== Data provided ==
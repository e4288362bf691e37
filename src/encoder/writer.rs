//! Game track serialization
//!
//! Track bodies are written in up to five runs: events before the loop, the
//! loop start, the loop body, the loop end and everything after. Loop events
//! are only escaped, never compressed, so the decoder always reads them from
//! the buffer itself and the loop end's backward offset lands exactly on the
//! first byte of the body.

use super::compress::{escape_into, escaped_len, RepeatPacker};
use super::layout::{GameEventKind, GameTrack};
use crate::error::EncodeError;
use crate::smf::{ChannelMessage, MetaKind, META};
use crate::vlq::write_vlq;

/// Loop count and current count written into every loop end
const CANONICAL_LOOP: u8 = 0xFF;

/// Terminator after the loop-start number
const LOOP_START_TERMINATOR: u8 = 0xFF;

/// Rounds allowed for the loop offset to settle
const MAX_OFFSET_ROUNDS: usize = 8;

#[derive(Debug, Default)]
struct Runs {
    prefix: Vec<u8>,
    loop_start: Option<Vec<u8>>,
    body: Vec<u8>,
    loop_end: Option<Vec<u8>>,
    suffix: Vec<u8>,
}

impl Runs {
    fn current(&mut self) -> &mut Vec<u8> {
        match (&self.loop_start, &self.loop_end) {
            (None, _) => &mut self.prefix,
            (Some(_), None) => &mut self.body,
            (Some(_), Some(_)) => &mut self.suffix,
        }
    }
}

/// Raw event bytes, loop end without its offset
fn event_runs(track: &GameTrack) -> Result<Runs, EncodeError> {
    let mut runs = Runs::default();
    let mut previous_time = 0u32;
    let mut running_status: Option<u8> = None;

    for event in &track.events {
        let mut bytes = Vec::with_capacity(8);
        write_vlq(event.time.saturating_sub(previous_time), &mut bytes)?;
        previous_time = event.time;

        match &event.kind {
            GameEventKind::Tempo(tempo) => {
                bytes.extend_from_slice(&[META, MetaKind::Tempo as u8]);
                bytes.extend_from_slice(tempo);
                running_status = None;
            }
            GameEventKind::LoopStart(number) => {
                bytes.extend_from_slice(&[
                    META,
                    MetaKind::LoopStart as u8,
                    *number,
                    LOOP_START_TERMINATOR,
                ]);
                running_status = None;
                runs.loop_start = Some(bytes);
                continue;
            }
            GameEventKind::LoopEnd => {
                bytes.extend_from_slice(&[
                    META,
                    MetaKind::LoopEnd as u8,
                    CANONICAL_LOOP,
                    CANONICAL_LOOP,
                ]);
                running_status = None;
                runs.loop_end = Some(bytes);
                continue;
            }
            GameEventKind::Channel {
                status,
                data,
                duration,
            } => {
                if running_status != Some(*status) {
                    bytes.push(*status);
                }
                running_status = Some(*status);
                bytes.extend_from_slice(data);
                if ChannelMessage::from_status(*status) == Some(ChannelMessage::NoteOn) {
                    write_vlq(*duration, &mut bytes)?;
                }
            }
            GameEventKind::EndOfTrack => {
                bytes.extend_from_slice(&[META, MetaKind::EndOfTrack as u8]);
                running_status = None;
            }
        }
        runs.current().extend_from_slice(&bytes);
    }

    Ok(runs)
}

/// Escaped loop end whose offset covers the body plus the loop end itself
fn loop_end_bytes(head: &[u8], body_len: usize, track: usize) -> Result<Vec<u8>, EncodeError> {
    let mut offset = body_len + escaped_len(head) + 4;
    for _ in 0..MAX_OFFSET_ROUNDS {
        let value = u32::try_from(offset).map_err(|_| EncodeError::SequenceTooLarge(offset))?;
        let mut raw = head.to_vec();
        raw.extend_from_slice(&value.to_be_bytes());

        let mut escaped = Vec::with_capacity(raw.len() + 2);
        escape_into(&raw, &mut escaped);
        let total = body_len + escaped.len();
        if total == offset {
            return Ok(escaped);
        }
        offset = total;
    }
    Err(EncodeError::UnstableLoopOffset { track })
}

/// Serialize one game track body
pub fn write_game_track(track: &GameTrack, index: usize, compress: bool) -> Result<Vec<u8>, EncodeError> {
    let runs = event_runs(track)?;
    let mut packer = RepeatPacker::new(compress);
    let mut out = Vec::with_capacity(runs.prefix.len() + runs.body.len() + runs.suffix.len() + 16);

    packer.pack(&runs.prefix, &mut out);
    if let Some(start) = &runs.loop_start {
        escape_into(start, &mut out);
        let body_start = out.len();
        packer.pack(&runs.body, &mut out);
        if let Some(head) = &runs.loop_end {
            let end = loop_end_bytes(head, out.len() - body_start, index)?;
            out.extend_from_slice(&end);
        }
    }
    packer.pack(&runs.suffix, &mut out);

    Ok(out)
}

#[cfg(test)]
mod tests {
    use super::*;
    use crate::encoder::layout::GameEvent;

    fn event(time: u32, kind: GameEventKind) -> GameEvent {
        GameEvent { time, kind }
    }

    fn note(time: u32, status: u8, key: u8, velocity: u8, duration: u32) -> GameEvent {
        event(
            time,
            GameEventKind::Channel {
                status,
                data: vec![key, velocity],
                duration,
            },
        )
    }

    #[test]
    fn test_running_status_and_duration() {
        let track = GameTrack {
            events: vec![
                event(0, GameEventKind::Channel { status: 0xC0, data: vec![5], duration: 0 }),
                note(0, 0x90, 0x3C, 0x64, 480),
                note(480, 0x90, 0x3E, 0x50, 240),
                event(720, GameEventKind::EndOfTrack),
            ],
        };
        let bytes = write_game_track(&track, 0, false).unwrap();
        assert_eq!(
            bytes,
            vec![
                0x00, 0xC0, 0x05, //
                0x00, 0x90, 0x3C, 0x64, 0x83, 0x60, //
                0x83, 0x60, 0x3E, 0x50, 0x81, 0x70, //
                0x81, 0x70, 0xFF, 0x2F,
            ]
        );
    }

    #[test]
    fn test_canonical_loop_offset() {
        let track = GameTrack {
            events: vec![
                event(0, GameEventKind::LoopStart(0)),
                note(0, 0x90, 0x3C, 0x64, 480),
                event(480, GameEventKind::LoopEnd),
                event(480, GameEventKind::EndOfTrack),
            ],
        };
        let bytes = write_game_track(&track, 0, false).unwrap();
        assert_eq!(
            bytes,
            vec![
                0x00, 0xFF, 0x2E, 0x00, 0xFF, //
                0x00, 0x90, 0x3C, 0x64, 0x83, 0x60, //
                0x83, 0x60, 0xFF, 0x2D, 0xFF, 0xFF, 0x00, 0x00, 0x00, 0x10, //
                0x00, 0xFF, 0x2F,
            ]
        );
    }

    #[test]
    fn test_tempo_resets_running_status() {
        let track = GameTrack {
            events: vec![
                note(0, 0x90, 0x3C, 0x64, 1),
                event(0, GameEventKind::Tempo([0x07, 0xA1, 0x20])),
                note(0, 0x90, 0x3E, 0x64, 1),
                event(1, GameEventKind::EndOfTrack),
            ],
        };
        let bytes = write_game_track(&track, 0, false).unwrap();
        assert_eq!(
            bytes,
            vec![
                0x00, 0x90, 0x3C, 0x64, 0x01, //
                0x00, 0xFF, 0x51, 0x07, 0xA1, 0x20, //
                0x00, 0x90, 0x3E, 0x64, 0x01, //
                0x01, 0xFF, 0x2F,
            ]
        );
    }

    #[test]
    fn test_marker_bytes_are_escaped() {
        // 0x3F7E encodes as FE 7E
        let track = GameTrack {
            events: vec![
                note(0, 0x90, 0x3C, 0x64, 0x3F7E),
                event(0x3F7E, GameEventKind::EndOfTrack),
            ],
        };
        let bytes = write_game_track(&track, 0, false).unwrap();
        assert_eq!(
            bytes,
            vec![
                0x00, 0x90, 0x3C, 0x64, 0xFE, 0xFE, 0x7E, //
                0xFE, 0xFE, 0x7E, 0xFF, 0x2F,
            ]
        );
    }

    #[test]
    fn test_loop_offset_counts_escapes_in_itself() {
        let head = [0x00, 0xFF, 0x2D, 0xFF, 0xFF];
        let end = loop_end_bytes(&head, 0xFDFB, 0).unwrap();
        assert_eq!(end.len(), 10);
        assert_eq!(&end[5..], &[0x00, 0x00, 0xFE, 0xFE, 0x05]);
    }

    #[test]
    fn test_unsettled_loop_offset() {
        let head = [0x00, 0xFF, 0x2D, 0xFF, 0xFF];
        // 0x1FE needs one more byte once escaped, 0x1FF one less
        assert_eq!(
            loop_end_bytes(&head, 0x1FE - 9, 3),
            Err(EncodeError::UnstableLoopOffset { track: 3 })
        );
    }
}
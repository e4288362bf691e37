//! Standard MIDI File reader
//!
//! nom-based parser for SMF formats 0, 1 and 2 with tick-based division.
//! Events come back as [`TrackEvent`] lists with running status resolved,
//! absolute times filled in and meta/sysex payloads kept verbatim, so a file
//! written by [`super::write_smf`] reads back into the same events.
//!
//! Unknown chunks are skipped. Running status survives meta and sysex events,
//! which strict readers reject but plenty of real-world files rely on.

use super::event::{ChannelMessage, TrackEvent, META};
use super::writer::{HEADER_MAGIC, TRACK_MAGIC};
use super::Smf;
use crate::error::SmfError;
use nom::{
    bytes::complete::{tag, take},
    error::{Error, ErrorKind},
    number::complete::{be_u16, be_u32, be_u8},
    IResult,
};

const SYSEX: u8 = 0xF0;
const SYSEX_ESCAPE: u8 = 0xF7;

struct Header {
    length: u32,
    format: u16,
    track_count: u16,
    division: u16,
}

fn vlq(input: &[u8]) -> IResult<&[u8], u32> {
    let mut value = 0u32;
    let mut rest = input;
    for _ in 0..4 {
        let (remaining, byte) = be_u8(rest)?;
        rest = remaining;
        value = (value << 7) | u32::from(byte & 0x7F);
        if byte & 0x80 == 0 {
            return Ok((rest, value));
        }
    }
    Err(nom::Err::Error(Error::new(input, ErrorKind::TooLarge)))
}

fn header(input: &[u8]) -> IResult<&[u8], Header> {
    let (input, _) = tag(&HEADER_MAGIC[..])(input)?;
    let (input, length) = be_u32(input)?;
    let (input, format) = be_u16(input)?;
    let (input, track_count) = be_u16(input)?;
    let (input, division) = be_u16(input)?;
    // Longer headers carry fields this reader ignores
    let (input, _) = take(length.saturating_sub(6) as usize)(input)?;
    Ok((
        input,
        Header {
            length,
            format,
            track_count,
            division,
        },
    ))
}

fn chunk(input: &[u8]) -> IResult<&[u8], (&[u8], &[u8])> {
    let (input, id) = take(4usize)(input)?;
    let (input, length) = be_u32(input)?;
    let (input, body) = take(length as usize)(input)?;
    Ok((input, (id, body)))
}

/// Length-prefixed payload, returned together with its length bytes
fn sized_payload(input: &[u8]) -> IResult<&[u8], Vec<u8>> {
    let (after_length, length) = vlq(input)?;
    let length_bytes = &input[..input.len() - after_length.len()];
    let (rest, data) = take(length as usize)(after_length)?;
    let mut payload = Vec::with_capacity(length_bytes.len() + data.len());
    payload.extend_from_slice(length_bytes);
    payload.extend_from_slice(data);
    Ok((rest, payload))
}

fn event<'a>(input: &'a [u8], running_status: &mut Option<u8>) -> IResult<&'a [u8], (u8, Vec<u8>)> {
    let (after_status, first) = be_u8(input)?;
    let (input, status) = if first & 0x80 != 0 {
        (after_status, first)
    } else {
        match *running_status {
            Some(status) => (input, status),
            None => return Err(nom::Err::Error(Error::new(input, ErrorKind::Char))),
        }
    };

    match status {
        META => {
            let (input, subtype) = be_u8(input)?;
            let (input, payload) = sized_payload(input)?;
            let mut contents = Vec::with_capacity(payload.len() + 1);
            contents.push(subtype);
            contents.extend_from_slice(&payload);
            Ok((input, (status, contents)))
        }
        SYSEX | SYSEX_ESCAPE => {
            let (input, payload) = sized_payload(input)?;
            Ok((input, (status, payload)))
        }
        _ => match ChannelMessage::from_status(status) {
            Some(message) => {
                let (input, data) = take(message.data_len())(input)?;
                *running_status = Some(status);
                Ok((input, (status, data.to_vec())))
            }
            None => Err(nom::Err::Error(Error::new(input, ErrorKind::Tag))),
        },
    }
}

fn parse_track(body: &[u8], track: usize) -> Result<Vec<TrackEvent>, SmfError> {
    let mut events = Vec::new();
    let mut rest = body;
    let mut absolute_time = 0u32;
    let mut running_status = None;

    while !rest.is_empty() {
        let offset = body.len() - rest.len();
        let malformed = || SmfError::MalformedEvent { track, offset };

        let (remaining, delta_time) = vlq(rest).map_err(|_| malformed())?;
        let (remaining, (event_type, contents)) =
            event(remaining, &mut running_status).map_err(|_| malformed())?;
        rest = remaining;

        absolute_time = absolute_time.saturating_add(delta_time);
        let event = TrackEvent {
            delta_time,
            absolute_time,
            event_type,
            contents,
            ..TrackEvent::default()
        };
        let finished = event.is_end_of_track();
        events.push(event);
        if finished {
            break;
        }
    }

    Ok(events)
}

/// Parse a Standard MIDI File
pub fn read_smf(data: &[u8]) -> Result<Smf, SmfError> {
    let (mut rest, header) = header(data).map_err(|_| SmfError::MissingHeader)?;
    if header.length < 6 {
        return Err(SmfError::HeaderLength(header.length));
    }
    if header.division & 0x8000 != 0 {
        return Err(SmfError::SmpteDivision(header.division));
    }
    if header.format > 2 {
        return Err(SmfError::UnsupportedFormat(header.format));
    }

    let mut tracks = Vec::with_capacity(usize::from(header.track_count));
    while tracks.len() < usize::from(header.track_count) && !rest.is_empty() {
        let track = tracks.len();
        let (remaining, (id, body)) = chunk(rest).map_err(|_| SmfError::TruncatedTrack { track })?;
        rest = remaining;
        if id != &TRACK_MAGIC[..] {
            tracing::debug!("skipping unknown chunk {:?}", String::from_utf8_lossy(id));
            continue;
        }
        tracks.push(parse_track(body, track)?);
    }

    if tracks.len() < usize::from(header.track_count) {
        tracing::warn!(
            "header announces {} tracks, file holds {}",
            header.track_count,
            tracks.len()
        );
    }

    Ok(Smf {
        format: header.format,
        division: header.division,
        tracks,
    })
}
//! Game track format decoder
//!
//! Two passes over the track table: the first measures every track to find
//! the longest one, the second emits events (padding and cutting tracks to
//! that length when extension is enabled). The result is written as an SMF
//! format 1 file.

use super::table::GameTrackTable;
use super::track::{DecodedTrack, TrackWalker};
use crate::config::{DecodeOptions, ErrorPolicy};
use crate::error::DecodeError;
use crate::smf::write_smf;
use crate::{Result, Transcoder};

/// Largest division an SMF header can carry in ticks-per-quarter form
const MAX_DIVISION: u32 = 0x7FFF;

/// A track that failed while decoding under [`ErrorPolicy::BestEffort`]
#[derive(Debug, Clone, PartialEq, Eq)]
pub struct TrackFailure {
    /// Table slot of the track
    pub slot: usize,
    /// What went wrong
    pub error: DecodeError,
}

/// Everything a decode produced
#[derive(Debug, Clone)]
pub struct DecodeReport {
    /// The Standard MIDI File
    pub smf: Vec<u8>,
    /// Decoded tracks in slot order
    pub tracks: Vec<DecodedTrack>,
    /// Tracks that failed part way (empty under fail-fast)
    pub track_errors: Vec<TrackFailure>,
    /// Longest track length found by the measuring pass
    pub highest_track_length: u32,
    /// Ticks per quarter note
    pub division: u16,
}

/// Game track format to SMF decoder
#[derive(Debug, Clone, Default)]
pub struct GameMidiDecoder {
    options: DecodeOptions,
}

impl GameMidiDecoder {
    /// Decoder with the given options
    pub fn new(options: DecodeOptions) -> Self {
        GameMidiDecoder { options }
    }

    /// Options in use
    pub fn options(&self) -> &DecodeOptions {
        &self.options
    }

    /// Decode the first `input_size` bytes of `source`
    pub fn decode(&self, source: &[u8], input_size: usize) -> Result<DecodeReport> {
        self.options.validate()?;
        if input_size > source.len() {
            return Err(DecodeError::InputSizeOutOfRange {
                input_size,
                buffer_len: source.len(),
            }
            .into());
        }
        let data = &source[..input_size];

        let table = GameTrackTable::parse(data)?;
        if table.division() > MAX_DIVISION {
            return Err(DecodeError::InvalidDivision(table.division()).into());
        }
        let division = table.division() as u16;

        let highest_track_length = Self::measure(data, &table);
        tracing::debug!(
            "{} tracks, division {}, longest track {} ticks",
            table.track_count(),
            division,
            highest_track_length
        );

        let target_length = self
            .options
            .extend_tracks_to_highest
            .then_some(highest_track_length);

        let mut tracks = Vec::with_capacity(table.track_count());
        let mut track_errors = Vec::new();
        for (slot, offset) in table.tracks() {
            let mut walker = TrackWalker::emitting(
                data,
                slot,
                offset,
                target_length,
                self.options.pitch_bend_sensitivity,
            );

            let result = if offset as usize >= input_size {
                Err(DecodeError::TrackOffsetOutOfRange {
                    slot,
                    offset,
                    input_size,
                })
            } else {
                walker.run()
            };

            if let Err(error) = result {
                if self.options.error_policy == ErrorPolicy::FailFast {
                    return Err(DecodeError::Track {
                        slot,
                        source: Box::new(error),
                    }
                    .into());
                }
                tracing::warn!(
                    "track slot {} stopped at tick {}: {}",
                    slot,
                    walker.absolute_time(),
                    error
                );
                track_errors.push(TrackFailure { slot, error });
            }

            tracks.push(walker.finish());
        }

        let smf = write_smf(&tracks, division)?;
        Ok(DecodeReport {
            smf,
            tracks,
            track_errors,
            highest_track_length,
            division,
        })
    }

    /// Longest track, following bounded loops but not canonical ones
    fn measure(data: &[u8], table: &GameTrackTable) -> u32 {
        table
            .tracks()
            .filter(|&(_, offset)| (offset as usize) < data.len())
            .map(|(slot, offset)| {
                let mut walker = TrackWalker::measuring(data, slot, offset);
                if let Err(error) = walker.run() {
                    tracing::trace!("measuring track slot {}: {}", slot, error);
                }
                walker.finish().end_time
            })
            .max()
            .unwrap_or(0)
    }
}

impl Transcoder for GameMidiDecoder {
    fn transcode(&self, data: &[u8]) -> Result<Vec<u8>> {
        Ok(self.decode(data, data.len())?.smf)
    }

    fn name(&self) -> &str {
        "Game track format to MIDI"
    }
}

/// Decode a game sequence into a Standard MIDI File
pub fn decode_game_midi(source: &[u8], input_size: usize, options: &DecodeOptions) -> Result<Vec<u8>> {
    let report = GameMidiDecoder::new(options.clone()).decode(source, input_size)?;
    Ok(report.smf)
}

#[cfg(test)]
mod tests {
    use super::*;
    use crate::game_parser::table::{TABLE_SIZE, TRACK_SLOTS};
    use crate::smf::read_smf;
    use crate::GameMidiError;

    /// Sequence with the given track bodies laid out after the table
    fn sequence(division: u32, tracks: &[&[u8]]) -> Vec<u8> {
        let mut offsets = [0u32; TRACK_SLOTS];
        let mut bodies = Vec::new();
        for (slot, body) in tracks.iter().enumerate() {
            offsets[slot] = (TABLE_SIZE + bodies.len()) as u32;
            bodies.extend_from_slice(body);
        }
        let mut data = GameTrackTable::new(offsets, division).to_bytes();
        data.extend_from_slice(&bodies);
        data
    }

    const ONE_NOTE: &[u8] = &[0x00, 0x90, 0x3C, 0x64, 0x83, 0x60, 0x00, 0xFF, 0x2F];

    #[test]
    fn test_single_note_file_bytes() {
        let data = sequence(480, &[ONE_NOTE]);
        let smf = decode_game_midi(&data, data.len(), &DecodeOptions::default()).unwrap();
        let mut expected = b"MThd".to_vec();
        expected.extend_from_slice(&[0, 0, 0, 6, 0, 1, 0, 1, 0x01, 0xE0]);
        expected.extend_from_slice(b"MTrk");
        expected.extend_from_slice(&[0, 0, 0, 12]);
        expected.extend_from_slice(&[
            0x00, 0x90, 0x3C, 0x64, //
            0x83, 0x60, 0x3C, 0x00, //
            0x00, 0xFF, 0x2F, 0x00,
        ]);
        assert_eq!(smf, expected);
    }

    #[test]
    fn test_empty_table_gives_empty_file() {
        let data = vec![0u8; TABLE_SIZE];
        let smf = decode_game_midi(&data, data.len(), &DecodeOptions::default()).unwrap();
        assert_eq!(&smf[..14], b"MThd\x00\x00\x00\x06\x00\x01\x00\x00\x00\x00");
        assert_eq!(smf.len(), 14);
    }

    #[test]
    fn test_header_errors() {
        let options = DecodeOptions::default();
        let short = vec![0u8; 0x20];
        assert!(matches!(
            decode_game_midi(&short, short.len(), &options),
            Err(GameMidiError::Decode(DecodeError::TableTooSmall { len: 0x20 }))
        ));

        let data = sequence(480, &[ONE_NOTE]);
        assert!(matches!(
            decode_game_midi(&data, data.len() + 1, &options),
            Err(GameMidiError::Decode(DecodeError::InputSizeOutOfRange { .. }))
        ));

        let data = sequence(0x8000, &[ONE_NOTE]);
        assert!(matches!(
            decode_game_midi(&data, data.len(), &options),
            Err(GameMidiError::Decode(DecodeError::InvalidDivision(0x8000)))
        ));
    }

    #[test]
    fn test_input_size_limits_tracks() {
        let data = sequence(480, &[ONE_NOTE]);
        // Cut off the end event: the track is closed at the tick reached
        let report = GameMidiDecoder::default()
            .decode(&data, data.len() - 3)
            .unwrap();
        assert!(report.track_errors.is_empty());
        assert!(report.tracks[0].events.last().unwrap().is_end_of_track());
    }

    #[test]
    fn test_best_effort_isolates_failing_track() {
        let broken: &[u8] = &[0x00, 0x90, 0x3C, 0x64, 0x10, 0x00, 0x80, 0x3C, 0x00];
        let data = sequence(96, &[broken, ONE_NOTE]);
        let report = GameMidiDecoder::default().decode(&data, data.len()).unwrap();

        assert_eq!(report.tracks.len(), 2);
        assert_eq!(report.track_errors.len(), 1);
        assert_eq!(report.track_errors[0].slot, 0);
        assert!(matches!(
            report.track_errors[0].error,
            DecodeError::UnrecognizedStatus { status: 0x80, .. }
        ));

        let smf = read_smf(&report.smf).unwrap();
        assert_eq!(smf.tracks.len(), 2);
        assert!(smf.tracks[0].iter().any(|event| event.is_note_on()));
        assert_eq!(smf.tracks[1].len(), 3);
    }

    #[test]
    fn test_fail_fast_aborts() {
        let broken: &[u8] = &[0x00, 0x90, 0x3C, 0x64, 0x10, 0x00, 0x80, 0x3C, 0x00];
        let data = sequence(96, &[ONE_NOTE, broken]);
        let err = GameMidiDecoder::new(DecodeOptions::strict())
            .decode(&data, data.len())
            .unwrap_err();
        match err {
            GameMidiError::Decode(DecodeError::Track { slot, source }) => {
                assert_eq!(slot, 1);
                assert!(matches!(*source, DecodeError::UnrecognizedStatus { .. }));
            }
            other => panic!("unexpected error {other:?}"),
        }
    }

    #[test]
    fn test_offset_out_of_range() {
        let mut data = sequence(96, &[ONE_NOTE]);
        data[4..8].copy_from_slice(&0x1000u32.to_be_bytes());
        let report = GameMidiDecoder::default().decode(&data, data.len()).unwrap();
        assert_eq!(report.tracks.len(), 2);
        assert_eq!(
            report.track_errors,
            vec![TrackFailure {
                slot: 1,
                error: DecodeError::TrackOffsetOutOfRange {
                    slot: 1,
                    offset: 0x1000,
                    input_size: data.len()
                }
            }]
        );
        assert_eq!(report.tracks[1].events.len(), 1);

        assert!(GameMidiDecoder::new(DecodeOptions::strict())
            .decode(&data, data.len())
            .is_err());
    }

    #[test]
    fn test_extend_pads_shorter_tracks() {
        let long: &[u8] = &[0x00, 0x90, 0x3C, 0x64, 0x60, 0x83, 0x60, 0xFF, 0x2F];
        let looping: &[u8] = &[
            0x00, 0xFF, 0x2E, 0x00, 0xFF, //
            0x00, 0x91, 0x40, 0x64, 0x60, //
            0x60, 0xFF, 0x2D, 0xFF, 0xFF, 0x00, 0x00, 0x00, 0x0E, //
            0x00, 0xFF, 0x2F,
        ];
        let data = sequence(96, &[long, looping]);

        let plain = GameMidiDecoder::default().decode(&data, data.len()).unwrap();
        assert_eq!(plain.highest_track_length, 480);
        assert_eq!(plain.tracks[1].end_time, 96);

        let options = DecodeOptions::default().with_extend_tracks(true);
        let report = GameMidiDecoder::new(options).decode(&data, data.len()).unwrap();
        assert_eq!(report.tracks[0].end_time, 480);
        assert_eq!(report.tracks[1].end_time, 480);
        let notes = report.tracks[1]
            .events
            .iter()
            .filter(|event| event.is_note_on())
            .count();
        assert_eq!(notes, 5);
    }

    #[test]
    fn test_transcoder_uses_whole_buffer() {
        let data = sequence(480, &[ONE_NOTE]);
        let decoder = GameMidiDecoder::default();
        let smf = decoder.transcode(&data).unwrap();
        assert_eq!(smf, decode_game_midi(&data, data.len(), &DecodeOptions::default()).unwrap());
        assert!(!decoder.name().is_empty());
    }

    #[test]
    fn test_invalid_pitch_bend_option() {
        let data = sequence(480, &[ONE_NOTE]);
        let options = DecodeOptions::default().with_pitch_bend_sensitivity(200);
        assert!(matches!(
            decode_game_midi(&data, data.len(), &options),
            Err(GameMidiError::ConfigError(_))
        ));
    }
}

== About this exercise ==
Where does the word "notes" show up in the material? Copy out each line that has it.

== Result below ==
        let notes = report.tracks[1]
        assert_eq!(notes, 5);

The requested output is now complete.